- **SOURCE DATA**
+--
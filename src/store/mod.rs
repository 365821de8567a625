//! # Backing-Store Access
//!
//! Connection construction for the two stores and one repository module per
//! aggregate. MySQL owns all authoritative state; Redis owns only derived
//! copies, locks, queues and indexes. Repository functions that must run
//! inside an enclosing transaction take `&mut Transaction` explicitly.

use redis::aio::ConnectionManager;
use sqlx::mysql::MySqlPoolOptions;
use sqlx::MySqlPool;
use thiserror::Error;

use crate::config::Config;

/// Store errors
#[derive(Error, Debug)]
pub enum StoreError {
    /// Database error.
    #[error("database error: {0}")]
    Sqlx(#[from] sqlx::Error),

    /// Redis error.
    #[error("redis error: {0}")]
    Redis(#[from] redis::RedisError),
}

/// Result type for store operations
pub type StoreResult<T> = Result<T, StoreError>;

/// Default page size for listing queries.
pub const DEFAULT_PAGE_SIZE: u32 = 5;

/// Page size for wide listing queries (blogs, name search).
pub const MAX_PAGE_SIZE: u32 = 10;

pub mod blog_repo;
pub mod follow_repo;
pub mod order_repo;
pub mod shop_repo;
pub mod user_repo;
pub mod voucher_repo;

/// Build the MySQL connection pool.
pub async fn connect_mysql(config: &Config) -> StoreResult<MySqlPool> {
    let pool = MySqlPoolOptions::new()
        .max_connections(config.max_db_connections)
        .connect(&config.mysql_url())
        .await?;

    log::info!("connected to mysql at {}:{}", config.mysql_addr, config.mysql_port);
    Ok(pool)
}

/// Build the shared Redis connection manager.
pub async fn connect_redis(config: &Config) -> StoreResult<ConnectionManager> {
    let client = redis::Client::open(config.redis_url())?;
    let manager = ConnectionManager::new(client).await?;

    log::info!("connected to redis at {}:{}", config.redis_addr, config.redis_port);
    Ok(manager)
}

/// `FIELD(id, a, b, c)` ordering clause preserving a caller-supplied order.
pub(crate) fn field_order_clause(ids: &[i64]) -> String {
    let joined = ids.iter().map(i64::to_string).collect::<Vec<_>>().join(",");
    format!("FIELD(id,{})", joined)
}

/// `(a, b, c)` list literal for an `IN` clause over trusted numeric ids.
pub(crate) fn id_list_literal(ids: &[i64]) -> String {
    let joined = ids.iter().map(i64::to_string).collect::<Vec<_>>().join(",");
    format!("({})", joined)
}

#[cfg(test)]
mod tests {
    use super::*;

    #[test]
    fn test_field_order_clause() {
        assert_eq!(field_order_clause(&[3, 1, 2]), "FIELD(id,3,1,2)");
    }

    #[test]
    fn test_id_list_literal() {
        assert_eq!(id_list_literal(&[10, 20]), "(10,20)");
    }
}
+--
- **HOW TO COMPLETE THIS TASK**
Only lines that include "joined" belong in the answer; return them from the entries above.

- **WRITTEN RESPONSE**
    let joined = ids.iter().map(i64::to_string).collect::<Vec<_>>().join(",");
    format!("FIELD(id,{})", joined)
    let joined = ids.iter().map(i64::to_string).collect::<Vec<_>>().join(",");
    format!("({})", joined)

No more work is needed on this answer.